Comming off the train, things looked good. Instead of dropping you off in the commercial district, the train station is actually right in front of some beautiful park and town square building. Nice.
Then I walk to my hostel (the only hostel within walking range), and it is a dive. Granted, nothing can compare to the art gallery I was sleeping in in Ljubljana, this place is REALLY awful. Whatever, I'm so tired it doesn't matter. I get my room, go upstairs, and there are two smelly older German guys talking away drinking large beers and eating some odd bagged food. Great. I'm tired.
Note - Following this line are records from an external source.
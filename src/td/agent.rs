//! Epsilon-greedy TD(0) agent over board states
//!
//! The agent values *states*, not state-action pairs: every candidate move is
//! the successor state it would produce, and the policy compares those
//! successors through the agent's private [`ValueTable`].

use std::{fmt, str::FromStr};

use rand::{Rng, SeedableRng, rngs::StdRng, seq::IndexedRandom};
use serde::{Deserialize, Serialize};

use crate::{
    error::{Error, Result},
    td::value_table::{Extremum, ValueTable},
    tictactoe::{Board, Player, State},
};

/// How the policy reads the value table when it is not the agent's turn
#[derive(Debug, Clone, Copy, Default, PartialEq, Eq, Serialize, Deserialize)]
#[serde(rename_all = "snake_case")]
pub enum PolicyMode {
    /// Always pick the highest-valued candidate
    #[default]
    Maximize,
    /// Pick the highest value on the agent's own turn and the lowest on the
    /// opponent's turn
    Minimax,
}

impl fmt::Display for PolicyMode {
    fn fmt(&self, f: &mut fmt::Formatter<'_>) -> fmt::Result {
        match self {
            PolicyMode::Maximize => write!(f, "maximize"),
            PolicyMode::Minimax => write!(f, "minimax"),
        }
    }
}

impl FromStr for PolicyMode {
    type Err = Error;

    fn from_str(s: &str) -> Result<Self> {
        match s.trim().to_ascii_lowercase().as_str() {
            "maximize" | "max" => Ok(PolicyMode::Maximize),
            "minimax" => Ok(PolicyMode::Minimax),
            other => Err(Error::InvalidConfiguration {
                message: format!("unknown policy mode '{other}' (expected maximize or minimax)"),
            }),
        }
    }
}

/// Hyperparameters fixed at construction
#[derive(Debug, Clone, Copy, PartialEq, Serialize, Deserialize)]
pub struct AgentConfig {
    /// Learning rate α in (0, 1]
    pub alpha: f64,
    /// Discount factor γ in (0, 1]
    pub gamma: f64,
    /// Exploration rate ε in [0, 1]
    pub epsilon: f64,
    #[serde(default)]
    pub policy: PolicyMode,
}

impl Default for AgentConfig {
    fn default() -> Self {
        Self {
            alpha: 0.5,
            gamma: 0.9,
            epsilon: 0.1,
            policy: PolicyMode::Maximize,
        }
    }
}

impl AgentConfig {
    /// Check every hyperparameter against its admissible range
    pub fn validate(&self) -> Result<()> {
        let in_half_open = |v: f64| v > 0.0 && v <= 1.0;
        if !in_half_open(self.alpha) {
            return Err(Error::InvalidHyperparameter {
                name: "alpha",
                value: self.alpha,
                range: "(0, 1]",
            });
        }
        if !in_half_open(self.gamma) {
            return Err(Error::InvalidHyperparameter {
                name: "gamma",
                value: self.gamma,
                range: "(0, 1]",
            });
        }
        if !(0.0..=1.0).contains(&self.epsilon) {
            return Err(Error::InvalidHyperparameter {
                name: "epsilon",
                value: self.epsilon,
                range: "[0, 1]",
            });
        }
        Ok(())
    }
}

fn build_rng(seed: Option<u64>) -> StdRng {
    if let Some(seed) = seed {
        StdRng::seed_from_u64(seed)
    } else {
        StdRng::from_rng(&mut rand::rng())
    }
}

/// Learning agent playing one sign
#[derive(Debug, Clone)]
pub struct Agent {
    table: ValueTable,
    sign: Player,
    config: AgentConfig,
    rng: StdRng,
    rng_seed: Option<u64>,
}

impl Agent {
    /// Create a new agent with an empty table
    ///
    /// # Arguments
    ///
    /// * `alpha` - learning rate in (0, 1]
    /// * `gamma` - discount factor in (0, 1]
    /// * `epsilon` - exploration rate in [0, 1], used by [`train_play`](Self::train_play)
    /// * `sign` - the mark this agent plays and is rewarded for
    ///
    /// # Errors
    ///
    /// Returns [`Error::InvalidHyperparameter`] if any rate is out of range.
    pub fn new(alpha: f64, gamma: f64, epsilon: f64, sign: Player) -> Result<Self> {
        let config = AgentConfig {
            alpha,
            gamma,
            epsilon,
            policy: PolicyMode::default(),
        };
        Self::from_config(config, sign)
    }

    /// Create an agent from a validated config
    pub fn from_config(config: AgentConfig, sign: Player) -> Result<Self> {
        config.validate()?;
        Ok(Self::build(config, sign))
    }

    fn build(config: AgentConfig, sign: Player) -> Self {
        Self {
            table: ValueTable::new(config.alpha, config.gamma),
            sign,
            config,
            rng: build_rng(None),
            rng_seed: None,
        }
    }

    pub fn with_policy(mut self, policy: PolicyMode) -> Self {
        self.config.policy = policy;
        self
    }

    pub fn with_seed(mut self, seed: u64) -> Self {
        self.set_rng_seed(seed);
        self
    }

    /// Replace the random source used for tie-breaking and exploration
    pub fn with_rng(mut self, rng: StdRng) -> Self {
        self.rng = rng;
        self.rng_seed = None;
        self
    }

    pub fn set_rng_seed(&mut self, seed: u64) {
        self.rng = StdRng::seed_from_u64(seed);
        self.rng_seed = Some(seed);
    }

    pub fn sign(&self) -> Player {
        self.sign
    }

    pub fn config(&self) -> &AgentConfig {
        &self.config
    }

    pub fn table(&self) -> &ValueTable {
        &self.table
    }

    /// Mutable table access, for seeding known values
    pub fn table_mut(&mut self) -> &mut ValueTable {
        &mut self.table
    }

    pub(crate) fn rng_seed(&self) -> Option<u64> {
        self.rng_seed
    }

    /// Current estimate for a state
    pub fn value(&self, state: &State) -> f64 {
        self.table.get(state)
    }

    /// Immediate reward for a winner as seen by this agent
    pub fn reward(&self, winner: Option<Player>) -> f64 {
        match winner {
            Some(player) if player == self.sign => 1.0,
            None => 0.0,
            Some(_) => -1.0,
        }
    }

    /// ε-greedy policy over the board's candidate states
    ///
    /// Returns `(greedy_action, chosen_action)`. Ties at the extreme value are
    /// broken uniformly at random; with probability ε the chosen action is a
    /// uniformly random candidate instead of the greedy one.
    ///
    /// # Errors
    ///
    /// Returns [`Error::NoValidMoves`] if the board is not playable.
    pub fn policy(&mut self, board: &Board) -> Result<(State, State)> {
        let (candidates, _) = board.legal_moves();
        if candidates.is_empty() {
            return Err(Error::NoValidMoves);
        }

        let extremum = match self.config.policy {
            PolicyMode::Maximize => Extremum::Max,
            PolicyMode::Minimax if board.player() == Some(self.sign) => Extremum::Max,
            PolicyMode::Minimax => Extremum::Min,
        };

        let best = self.table.best_candidates(&candidates, extremum);
        let greedy = *best.choose(&mut self.rng).ok_or(Error::NoValidMoves)?;

        let chosen = if self.rng.random::<f64>() < self.config.epsilon {
            *candidates.choose(&mut self.rng).ok_or(Error::NoValidMoves)?
        } else {
            greedy
        };

        Ok((greedy, chosen))
    }

    /// Apply the greedy action, without exploration
    pub fn play(&mut self, board: &mut Board) -> Result<State> {
        let (greedy, _) = self.policy(board)?;
        board.apply_move(greedy)?;
        Ok(board.state())
    }

    /// Apply the ε-greedy action
    pub fn train_play(&mut self, board: &mut Board) -> Result<State> {
        let (_, chosen) = self.policy(board)?;
        board.apply_move(chosen)?;
        Ok(board.state())
    }

    /// TD(0) backup of `prior_state` toward the state now on the board.
    ///
    /// Call once per half-move, right after the move is applied, with the
    /// state captured before the move. The reward comes from the board's
    /// winner, so a draw and a game in progress both contribute zero.
    pub fn learn_from_move(&mut self, prior_state: State, board: &Board) {
        let reward = self.reward(board.winner());
        let updated = self.table.td_update(prior_state, reward, &board.state());
        log::trace!("V('{prior_state}') <- {updated:.4} (r = {reward})");
    }

    /// Forget every learned value, keeping sign and hyperparameters
    pub fn reset(&mut self) {
        self.table.clear();
    }

    pub(crate) fn from_parts(
        table: ValueTable,
        sign: Player,
        config: AgentConfig,
        rng_seed: Option<u64>,
    ) -> Self {
        Self {
            table,
            sign,
            config,
            rng: build_rng(rng_seed),
            rng_seed,
        }
    }
}

#[cfg(test)]
mod tests {
    use super::*;

    fn state(s: &str) -> State {
        s.parse().unwrap()
    }

    #[test]
    fn test_reward_mapping() {
        let agent = Agent::new(0.5, 0.9, 0.1, Player::O).unwrap();
        assert_eq!(agent.reward(Some(Player::O)), 1.0);
        assert_eq!(agent.reward(Some(Player::X)), -1.0);
        assert_eq!(agent.reward(None), 0.0);
    }

    #[test]
    fn test_policy_prefers_highest_value() {
        let mut agent = Agent::new(0.5, 0.9, 0.0, Player::X).unwrap().with_seed(1);
        let board = Board::new(Player::X);
        agent.table_mut().set(state("    X    "), 0.8);
        agent.table_mut().set(state("X        "), 0.3);

        for _ in 0..20 {
            let (greedy, chosen) = agent.policy(&board).unwrap();
            assert_eq!(greedy, state("    X    "));
            assert_eq!(chosen, greedy);
        }
    }

    #[test]
    fn test_policy_errors_on_terminal_board() {
        let mut agent = Agent::new(0.5, 0.9, 0.1, Player::X).unwrap();
        let board = Board::from_state(state("XXXOO    "), Player::O);
        assert!(matches!(agent.policy(&board), Err(Error::NoValidMoves)));
    }

    #[test]
    fn test_minimax_policy_minimizes_on_opponent_turn() {
        let mut agent = Agent::new(0.5, 0.9, 0.0, Player::X).unwrap()
            .with_policy(PolicyMode::Minimax)
            .with_seed(3);
        let board = Board::new(Player::O);
        agent.table_mut().set(state("O        "), -0.7);
        agent.table_mut().set(state("    O    "), 0.4);

        let (greedy, _) = agent.policy(&board).unwrap();
        assert_eq!(greedy, state("O        "));

        let mut maximizer = Agent::new(0.5, 0.9, 0.0, Player::X).unwrap().with_seed(3);
        maximizer.table_mut().set(state("O        "), -0.7);
        maximizer.table_mut().set(state("    O    "), 0.4);
        let (greedy, _) = maximizer.policy(&board).unwrap();
        assert_eq!(greedy, state("    O    "));
    }

    #[test]
    fn test_full_exploration_stays_legal() {
        let mut agent = Agent::new(0.5, 0.9, 1.0, Player::X).unwrap().with_seed(9);
        let mut board = Board::new(Player::X);
        board.apply_index(4).unwrap();
        let (candidates, _) = board.legal_moves();
        for _ in 0..50 {
            let (_, chosen) = agent.policy(&board).unwrap();
            assert!(candidates.contains(&chosen));
        }
    }

    #[test]
    fn test_play_applies_greedy_move() {
        let mut agent = Agent::new(0.5, 0.9, 1.0, Player::X).unwrap().with_seed(5);
        agent.table_mut().set(state("        X"), 2.0);
        let mut board = Board::new(Player::X);
        let next = agent.play(&mut board).unwrap();
        assert_eq!(next, state("        X"));
        assert_eq!(board.player(), Some(Player::O));
    }

    #[test]
    fn test_learn_from_winning_move() {
        let mut agent = Agent::new(0.5, 0.9, 0.1, Player::X).unwrap();
        let mut board = Board::from_state(state("XX OO    "), Player::X);
        let prior = board.state();
        board.apply_index(2).unwrap();
        agent.learn_from_move(prior, &board);
        // 0 + 0.5 * (1 + 0.9 * 0 - 0)
        assert_eq!(agent.value(&prior), 0.5);
    }

    #[test]
    fn test_learn_from_losing_move() {
        let mut agent = Agent::new(0.5, 0.9, 0.1, Player::X).unwrap();
        let mut board = Board::from_state(state("XX OO X  "), Player::O);
        let prior = board.state();
        board.apply_index(5).unwrap();
        agent.learn_from_move(prior, &board);
        assert_eq!(agent.value(&prior), -0.5);
    }

    #[test]
    fn test_learn_bootstraps_from_successor() {
        let mut agent = Agent::new(0.25, 0.5, 0.1, Player::X).unwrap();
        let mut board = Board::new(Player::X);
        let prior = board.state();
        board.apply_index(4).unwrap();
        agent.table_mut().set(board.state(), 0.8);
        agent.learn_from_move(prior, &board);
        // 0 + 0.25 * (0 + 0.5 * 0.8 - 0)
        assert!((agent.value(&prior) - 0.1).abs() < 1e-12);
    }

    #[test]
    fn test_reset_clears_table_only() {
        let mut agent = Agent::new(0.5, 0.9, 0.2, Player::O).unwrap();
        agent.table_mut().set(State::EMPTY, 1.0);
        agent.reset();
        assert!(agent.table().is_empty());
        assert_eq!(agent.sign(), Player::O);
        assert_eq!(agent.config().epsilon, 0.2);
    }

    #[test]
    fn test_config_validation() {
        assert!(AgentConfig::default().validate().is_ok());
        let bad_alpha = AgentConfig {
            alpha: 0.0,
            ..AgentConfig::default()
        };
        assert!(matches!(
            bad_alpha.validate(),
            Err(Error::InvalidHyperparameter { name: "alpha", .. })
        ));
        let bad_gamma = AgentConfig {
            gamma: 1.5,
            ..AgentConfig::default()
        };
        assert!(Agent::from_config(bad_gamma, Player::X).is_err());
        let bad_epsilon = AgentConfig {
            epsilon: -0.1,
            ..AgentConfig::default()
        };
        assert!(bad_epsilon.validate().is_err());
    }

    #[test]
    fn test_new_rejects_out_of_range_rates() {
        let cases = [
            (0.0, 0.9, 0.1, "alpha"),
            (1.2, 0.9, 0.1, "alpha"),
            (0.5, 0.0, 0.1, "gamma"),
            (0.5, 1.5, 0.1, "gamma"),
            (0.5, 0.9, -1.0, "epsilon"),
            (0.5, 0.9, 1.01, "epsilon"),
        ];
        for (alpha, gamma, epsilon, expected) in cases {
            match Agent::new(alpha, gamma, epsilon, Player::X) {
                Err(Error::InvalidHyperparameter { name, .. }) => assert_eq!(name, expected),
                other => panic!("expected {expected} rejection, got {other:?}"),
            }
        }

        // bounds that are inclusive
        assert!(Agent::new(1.0, 1.0, 0.0, Player::X).is_ok());
        assert!(Agent::new(0.5, 0.9, 1.0, Player::O).is_ok());
    }

    #[test]
    fn test_policy_mode_parsing() {
        assert_eq!("Minimax".parse::<PolicyMode>().unwrap(), PolicyMode::Minimax);
        assert_eq!("max".parse::<PolicyMode>().unwrap(), PolicyMode::Maximize);
        assert!("greedy".parse::<PolicyMode>().is_err());
    }
}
I don't want to have a conversation and I certainly don't want to hear a conversation in German. This isn't going to work, and I would feel bad asking them to stop their little party, so I go downstairs to ask for a different room. That worked. Good. I got a 6-bed room all to myself. That would be nice except the bed may as well have been a pile of copper wire, and the room was consistently heated at 90 degrees F.
After waking, I got out of there as soon as I could, hoping the city would be better. According to a Zagreb magazine, "Zagreb is a clean and very well maintained city…" If this city is clean and well-maintained, I'd hate to see a city that isn't. Walking forever yields little advancement to better things. The most interesting this is the street cars which fly all over the place, but that's hardly a reason to visit, unless maybe you are a street-car fanatic.
There is a pretty cool art museum, Museum of Naive Art. The Naive art movement is that people can educate themselves on how to paint, so the only thing that the artists have in common is that they have no formal training, but it still looks good. I actually liked a lot of the pieces quite a bit, and found the information quite interesting.
It looks like the best thing in this city that I'll enjoy are this Internet Cafe and hopefully a laundromat, because I'm in dire need of clean clothes. My train out of here to Milan is at 11pm. I have 7 hours to kill. At least when you're traveling with somebody, you can go to a cafe and talk about nothing for some hours to pass time away in a bad place. Now, I'm just kind of out of ideas. There's nothing left to do but spend my remaining Kuna, because it'll be useless to me anywhere else.
Milan should be interesting. I have nowhere to stay yet, and really no ideas because it looks like everywhere is expensive. William's old roommate, Stefano, lives in/near Milan, but we hardly know each other. Maybe I'll meet another backpacker heading to Milan and we can split a double room. Something should work out. If not, I'll get a sleeper train to somewhere crazy… like Bordeaux. This sleeper train sounds exciting, but then I remember I'll be interrupted every 2 hours for my ticket and passport. Anya and I were theorizing methods of passport/ticket checking/stamping/punching without having to wake people. There's got to be a way, really.